Though this rule is not a direct attack on HSAs, the difference between inflation adjustments and out-of-pocket maximum requirements will bring about this preclusive effect within a year. When this problem was raised during Notice and Comment, HHS blamed the Internal Revenue Service (IRS) for relying on the Consumer Price Index (CPI) rather than HHS’ own “premium adjustment percentage” to arrive at their respective inflation adjustments and out-of-pocket limits.

Should the IRS find a way to delay the effect by raising the HSA out-of-pocket limit to match the HHS limit, it will likely be too late—the IRS regulations are not released until April, mere weeks before finalized plan bids must be submitted to the exchanges for open enrollment in October.

Hiding HSA Plans on the Exchanges

To add insult to injury, the rule includes language providing that Navigators should be given resources to help consumers understand concepts such as out-of-pocket costs and limitations, yet elsewhere in the rule HHS asserts that individual consumers are capable of determining whether a plan is HSA-qualified on their own, by studying the plan’s cost-sharing amounts and comparing it with their personal or family HSA out-of-pocket limitations as finalized in the IRS rulemaking. Therefore, HSA-qualified plans will no longer be designated as such in the plan name or on the exchange website.
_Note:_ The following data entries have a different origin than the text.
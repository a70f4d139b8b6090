//! Error type shared by the APR crates

use thiserror::Error;

pub type Result<T> = std::result::Result<T, Error>;

#[derive(Error, Debug)]
pub enum Error {
    /// Store failure; see [`Error::is_authorization_failure`]
    #[error("Database error: {0}")]
    Database(#[from] sqlx::Error),

    #[error("IO error: {0}")]
    Io(#[from] std::io::Error),

    /// Bad or unreadable configuration
    #[error("Configuration error: {0}")]
    Config(String),

    #[error("Not found: {0}")]
    NotFound(String),

    /// Stored data violates an expectation (e.g. a malformed uuid column)
    #[error("Internal error: {0}")]
    Internal(String),
}

impl Error {
    /// True when the store refused the operation for lack of rights
    ///
    /// Only database errors qualify; see [`crate::db::is_authorization_failure`].
    pub fn is_authorization_failure(&self) -> bool {
        match self {
            Error::Database(e) => crate::db::is_authorization_failure(e),
            _ => false,
        }
    }
}

#[cfg(test)]
mod tests {
    use super::*;

    #[test]
    fn test_non_database_errors_are_not_authorization_failures() {
        assert!(!Error::Config("bad".to_string()).is_authorization_failure());
        assert!(!Error::Database(sqlx::Error::RowNotFound).is_authorization_failure());
    }
}
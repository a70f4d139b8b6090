//! Audit stamping
//!
//! Services stamp actor and time onto records before handing them to the
//! store; the store never fills these fields itself.

use chrono::{DateTime, Utc};

use crate::models::{Setting, TaskDetail};

/// Name of the user performing a mutation (the `username` request header)
#[derive(Debug, Clone, PartialEq, Eq)]
pub struct Actor(String);

impl Actor {
    pub fn new(name: impl Into<String>) -> Self {
        Self(name.into())
    }

    pub fn name(&self) -> &str {
        &self.0
    }
}

/// Who and when, applied to one mutation
#[derive(Debug, Clone)]
pub struct AuditStamp {
    pub actor: String,
    pub at: DateTime<Utc>,
}

impl AuditStamp {
    /// Stamp for `actor` at the current time
    ///
    /// A blank actor cannot be attributed and yields `None`.
    pub fn for_actor(actor: &Actor) -> Option<Self> {
        let name = actor.name().trim();
        if name.is_empty() {
            return None;
        }

        Some(Self {
            actor: name.to_string(),
            at: apr_common::time::now(),
        })
    }
}

/// Records carrying creation and update attribution
pub trait Auditable {
    fn stamp_created(&mut self, stamp: &AuditStamp);
    fn stamp_updated(&mut self, stamp: &AuditStamp);
}

impl Auditable for TaskDetail {
    fn stamp_created(&mut self, stamp: &AuditStamp) {
        self.created_by = Some(stamp.actor.clone());
        self.creation_datetime = Some(stamp.at);
    }

    fn stamp_updated(&mut self, stamp: &AuditStamp) {
        self.updated_by = Some(stamp.actor.clone());
        self.update_datetime = Some(stamp.at);
    }
}

impl Auditable for Setting {
    fn stamp_created(&mut self, stamp: &AuditStamp) {
        self.created_by = Some(stamp.actor.clone());
        self.creation_datetime = Some(stamp.at);
    }

    fn stamp_updated(&mut self, stamp: &AuditStamp) {
        self.updated_by = Some(stamp.actor.clone());
        self.update_datetime = Some(stamp.at);
    }
}

/// Stamp a record about to be saved
///
/// New records (no id) get a creation stamp; records that already have an id
/// get an update stamp and keep whatever creation stamp they carry.
pub fn stamp_for_save<T: Auditable>(record: &mut T, is_new: bool, stamp: &AuditStamp) {
    if is_new {
        record.stamp_created(stamp);
    } else {
        record.stamp_updated(stamp);
    }
}

#[cfg(test)]
mod tests {
    use super::*;

    #[test]
    fn test_blank_actor_has_no_stamp() {
        assert!(AuditStamp::for_actor(&Actor::new("")).is_none());
        assert!(AuditStamp::for_actor(&Actor::new("   ")).is_none());
    }

    #[test]
    fn test_actor_is_trimmed() {
        let stamp = AuditStamp::for_actor(&Actor::new(" alice ")).unwrap();
        assert_eq!(stamp.actor, "alice");
    }

    #[test]
    fn test_stamp_for_save() {
        let stamp = AuditStamp::for_actor(&Actor::new("alice")).unwrap();
        let mut setting = Setting {
            id: None,
            section_name: "Mission".to_string(),
            description: None,
            display_order: None,
            active: true,
            created_by: None,
            creation_datetime: None,
            updated_by: None,
            update_datetime: None,
        };

        stamp_for_save(&mut setting, true, &stamp);
        assert_eq!(setting.created_by.as_deref(), Some("alice"));
        assert!(setting.updated_by.is_none());

        setting.created_by = Some("carol".to_string());
        stamp_for_save(&mut setting, false, &stamp);
        assert_eq!(setting.created_by.as_deref(), Some("carol"));
        assert_eq!(setting.updated_by.as_deref(), Some("alice"));
        assert_eq!(setting.update_datetime, Some(stamp.at));
    }
}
The final rule may be surprising as this type of action is exactly the threat to market-based HSAs that proponents of HSAs have feared since the introduction of the ACA.  The Obama Administration has repeatedly promised a rule of this type would not be issued.

For example, in early March 2010, just weeks before signing the ACA into law, President Obama sent a letter to leaders in Congress who were concerned about the effect of the law on the health insurance market. In an attempt to ease their fears, he wrote “I believe that high-deductible health plans could be offered in the exchange under my proposal, and I’m open to including language to ensure that is clear. This could help to encourage more people to take advantage of HSAs.”[1]

Only a year later, during the height of rulemaking and implementation, HHS Secretary Sebelius published an article in the Washington Post which stated, “The Affordable Care Act puts states in the driver’s seat because they often understand their health needs better than anyone else […] States have discretion, for example, to offer a wide variety of plans through their exchanges, including those that feature health savings accounts.”[2]


The administration’s actions in the recent rulemaking belie the promises made during passage and implementation. The sneaky way in which HHS is eliminating HSAs from the exchanges emphasizes the desperation within the agency to make exchange plans attractive to consumers by adding new benefits and to shifting the responsibility for rising premiums and out-of-pocket costs onto the IRS and insurers.